Antibiotic Persistence Emerges from Cell-State-Driven Transcriptional Reprogramming

Antibiotic persistence allows a subpopulation of bacterial cells to survive antibiotic treatment without acquiring resistance mutations, often contributing to treatment failure. Although many genes have been linked to persistence, their deletion rarely abolishes the phenotype, highlighting redundancy in persistence mechanisms. Moreover, the transient and heterogeneous nature of persister formation has made it difficult to resolve its molecular basis using bulk analyses. Here, we use bacterial single-cell RNA sequencing and functional assays in Klebsiella pneumoniae to demonstrate how transcriptional heterogeneity and redundancy in stress responses shape persistence outcomes.

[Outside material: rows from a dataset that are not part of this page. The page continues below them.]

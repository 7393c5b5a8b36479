//! Meal plan and subscription persistence.

use super::Database;
use crate::models::{MealPlan, MealPlanSubscription, PlanPeriod, SubscriptionStatus};
use crate::services::metrics::DB_QUERY_DURATION;
use chrono::NaiveDate;
use service_core::error::AppError;
use tracing::{info, instrument};
use uuid::Uuid;

const PLAN_COLUMNS: &str = "plan_id, title, slug, plan_type, period, price, description, features, is_customizable, display_order, is_active, created_utc";

const SUBSCRIPTION_COLUMNS: &str = "subscription_id, plan_id, customer_email, status, start_date, end_date, next_billing_date, created_utc";

impl Database {
    /// List active meal plans in display order.
    #[instrument(skip(self))]
    pub async fn list_meal_plans(&self, plan_type: Option<&str>) -> Result<Vec<MealPlan>, AppError> {
        let timer = DB_QUERY_DURATION
            .with_label_values(&["list_meal_plans"])
            .start_timer();

        let plans = sqlx::query_as::<_, MealPlan>(&format!(
            r#"
            SELECT {}
            FROM meal_plans
            WHERE is_active = TRUE
              AND ($1::varchar IS NULL OR plan_type = $1)
            ORDER BY display_order, title
            "#,
            PLAN_COLUMNS
        ))
        .bind(plan_type)
        .fetch_all(&self.pool)
        .await
        .map_err(|e| AppError::DatabaseError(anyhow::anyhow!("Failed to list meal plans: {}", e)))?;

        timer.observe_duration();

        Ok(plans)
    }

    /// Get a meal plan by slug.
    #[instrument(skip(self))]
    pub async fn get_meal_plan_by_slug(&self, slug: &str) -> Result<Option<MealPlan>, AppError> {
        let timer = DB_QUERY_DURATION
            .with_label_values(&["get_meal_plan_by_slug"])
            .start_timer();

        let plan = sqlx::query_as::<_, MealPlan>(&format!(
            "SELECT {} FROM meal_plans WHERE slug = $1 AND is_active = TRUE",
            PLAN_COLUMNS
        ))
        .bind(slug)
        .fetch_optional(&self.pool)
        .await
        .map_err(|e| AppError::DatabaseError(anyhow::anyhow!("Failed to get meal plan: {}", e)))?;

        timer.observe_duration();

        Ok(plan)
    }

    /// Get a meal plan by id.
    #[instrument(skip(self), fields(plan_id = %plan_id))]
    pub async fn get_meal_plan(&self, plan_id: Uuid) -> Result<Option<MealPlan>, AppError> {
        let timer = DB_QUERY_DURATION
            .with_label_values(&["get_meal_plan"])
            .start_timer();

        let plan = sqlx::query_as::<_, MealPlan>(&format!(
            "SELECT {} FROM meal_plans WHERE plan_id = $1 AND is_active = TRUE",
            PLAN_COLUMNS
        ))
        .bind(plan_id)
        .fetch_optional(&self.pool)
        .await
        .map_err(|e| AppError::DatabaseError(anyhow::anyhow!("Failed to get meal plan: {}", e)))?;

        timer.observe_duration();

        Ok(plan)
    }

    /// Subscribe a customer to a plan. The first billing date is one
    /// plan period after the start date. A customer can hold at most one
    /// non-cancelled subscription per plan.
    #[instrument(skip(self, customer_email), fields(plan_id = %plan.plan_id))]
    pub async fn create_subscription(
        &self,
        plan: &MealPlan,
        customer_email: &str,
        start_date: NaiveDate,
    ) -> Result<MealPlanSubscription, AppError> {
        let timer = DB_QUERY_DURATION
            .with_label_values(&["create_subscription"])
            .start_timer();

        let existing: Option<(Uuid,)> = sqlx::query_as(
            r#"
            SELECT subscription_id FROM meal_plan_subscriptions
            WHERE plan_id = $1 AND customer_email = $2 AND status <> 'cancelled'
            "#,
        )
        .bind(plan.plan_id)
        .bind(customer_email)
        .fetch_optional(&self.pool)
        .await
        .map_err(|e| {
            AppError::DatabaseError(anyhow::anyhow!("Failed to check subscription: {}", e))
        })?;

        if existing.is_some() {
            return Err(AppError::Conflict(anyhow::anyhow!(
                "An active subscription to this plan already exists"
            )));
        }

        let next_billing = PlanPeriod::from_string(&plan.period).next_billing_date(start_date);

        let subscription = sqlx::query_as::<_, MealPlanSubscription>(&format!(
            r#"
            INSERT INTO meal_plan_subscriptions (subscription_id, plan_id, customer_email, status, start_date, next_billing_date)
            VALUES ($1, $2, $3, $4, $5, $6)
            RETURNING {}
            "#,
            SUBSCRIPTION_COLUMNS
        ))
        .bind(Uuid::new_v4())
        .bind(plan.plan_id)
        .bind(customer_email)
        .bind(SubscriptionStatus::Active.as_str())
        .bind(start_date)
        .bind(next_billing)
        .fetch_one(&self.pool)
        .await
        .map_err(|e| {
            AppError::DatabaseError(anyhow::anyhow!("Failed to create subscription: {}", e))
        })?;

        timer.observe_duration();
        info!(subscription_id = %subscription.subscription_id, "Subscription created");

        Ok(subscription)
    }

    /// List a customer's subscriptions, newest first.
    #[instrument(skip(self, customer_email))]
    pub async fn list_subscriptions_by_email(
        &self,
        customer_email: &str,
    ) -> Result<Vec<MealPlanSubscription>, AppError> {
        let timer = DB_QUERY_DURATION
            .with_label_values(&["list_subscriptions_by_email"])
            .start_timer();

        let subscriptions = sqlx::query_as::<_, MealPlanSubscription>(&format!(
            "SELECT {} FROM meal_plan_subscriptions WHERE customer_email = $1 ORDER BY created_utc DESC",
            SUBSCRIPTION_COLUMNS
        ))
        .bind(customer_email)
        .fetch_all(&self.pool)
        .await
        .map_err(|e| {
            AppError::DatabaseError(anyhow::anyhow!("Failed to list subscriptions: {}", e))
        })?;

        timer.observe_duration();

        Ok(subscriptions)
    }

    /// Get a subscription owned by a customer.
    #[instrument(skip(self, customer_email), fields(subscription_id = %subscription_id))]
    pub async fn get_subscription(
        &self,
        subscription_id: Uuid,
        customer_email: &str,
    ) -> Result<Option<MealPlanSubscription>, AppError> {
        let timer = DB_QUERY_DURATION
            .with_label_values(&["get_subscription"])
            .start_timer();

        let subscription = sqlx::query_as::<_, MealPlanSubscription>(&format!(
            "SELECT {} FROM meal_plan_subscriptions WHERE subscription_id = $1 AND customer_email = $2",
            SUBSCRIPTION_COLUMNS
        ))
        .bind(subscription_id)
        .bind(customer_email)
        .fetch_optional(&self.pool)
        .await
        .map_err(|e| {
            AppError::DatabaseError(anyhow::anyhow!("Failed to get subscription: {}", e))
        })?;

        timer.observe_duration();

        Ok(subscription)
    }

    /// Set a subscription's status. Cancelling closes the subscription
    /// with an end date.
    #[instrument(skip(self, customer_email), fields(subscription_id = %subscription_id, status = status.as_str()))]
    pub async fn update_subscription_status(
        &self,
        subscription_id: Uuid,
        customer_email: &str,
        status: SubscriptionStatus,
        end_date: Option<NaiveDate>,
    ) -> Result<Option<MealPlanSubscription>, AppError> {
        let timer = DB_QUERY_DURATION
            .with_label_values(&["update_subscription_status"])
            .start_timer();

        let subscription = sqlx::query_as::<_, MealPlanSubscription>(&format!(
            r#"
            UPDATE meal_plan_subscriptions
            SET status = $3, end_date = COALESCE($4, end_date)
            WHERE subscription_id = $1 AND customer_email = $2
            RETURNING {}
            "#,
            SUBSCRIPTION_COLUMNS
        ))
        .bind(subscription_id)
        .bind(customer_email)
        .bind(status.as_str())
        .bind(end_date)
        .fetch_optional(&self.pool)
        .await
        .map_err(|e| {
            AppError::DatabaseError(anyhow::anyhow!("Failed to update subscription: {}", e))
        })?;

        timer.observe_duration();

        Ok(subscription)
    }

    /// Move a subscription onto a different plan. The next billing date
    /// is recomputed from the new plan's period by the caller.
    #[instrument(skip(self, customer_email), fields(subscription_id = %subscription_id, plan_id = %plan_id))]
    pub async fn change_subscription_plan(
        &self,
        subscription_id: Uuid,
        customer_email: &str,
        plan_id: Uuid,
        next_billing_date: NaiveDate,
    ) -> Result<Option<MealPlanSubscription>, AppError> {
        let timer = DB_QUERY_DURATION
            .with_label_values(&["change_subscription_plan"])
            .start_timer();

        let subscription = sqlx::query_as::<_, MealPlanSubscription>(&format!(
            r#"
            UPDATE meal_plan_subscriptions
            SET plan_id = $3, next_billing_date = $4
            WHERE subscription_id = $1 AND customer_email = $2
            RETURNING {}
            "#,
            SUBSCRIPTION_COLUMNS
        ))
        .bind(subscription_id)
        .bind(customer_email)
        .bind(plan_id)
        .bind(next_billing_date)
        .fetch_optional(&self.pool)
        .await
        .map_err(|e| {
            AppError::DatabaseError(anyhow::anyhow!("Failed to change subscription plan: {}", e))
        })?;

        timer.observe_duration();

        if let Some(s) = &subscription {
            info!(subscription_id = %s.subscription_id, "Subscription moved to new plan");
        }

        Ok(subscription)
    }

    /// Push a resumed subscription's next billing date forward one plan
    /// period from `from`.
    #[instrument(skip(self, customer_email), fields(subscription_id = %subscription_id))]
    pub async fn advance_next_billing_date(
        &self,
        subscription_id: Uuid,
        customer_email: &str,
        next_billing_date: NaiveDate,
    ) -> Result<Option<MealPlanSubscription>, AppError> {
        let timer = DB_QUERY_DURATION
            .with_label_values(&["advance_next_billing_date"])
            .start_timer();

        let subscription = sqlx::query_as::<_, MealPlanSubscription>(&format!(
            r#"
            UPDATE meal_plan_subscriptions
            SET next_billing_date = $3
            WHERE subscription_id = $1 AND customer_email = $2
            RETURNING {}
            "#,
            SUBSCRIPTION_COLUMNS
        ))
        .bind(subscription_id)
        .bind(customer_email)
        .bind(next_billing_date)
        .fetch_optional(&self.pool)
        .await
        .map_err(|e| {
            AppError::DatabaseError(anyhow::anyhow!("Failed to advance billing date: {}", e))
        })?;

        timer.observe_duration();

        Ok(subscription)
    }
}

Using growth phase as a biologically meaningful axis of transcriptional variation, we reveal that even within an isogenic population, distinct transcriptional responses can be induced and co-contribute to survival. These responses are shaped by the cells pre-treatment transcriptional state and the mechanism of antibiotic action. Genetic and environmental perturbations, such as rpoS deletion and nutrient supplementation, shift pre-treatment cell states and alter persistence frequencies. Our findings establish the biological significance of transcriptional heterogeneity shaped by pre-treatment cell states, providing a systems-level framework for understanding persistence and suggesting strategies to enhance antibiotic efficacy by modulating cell states.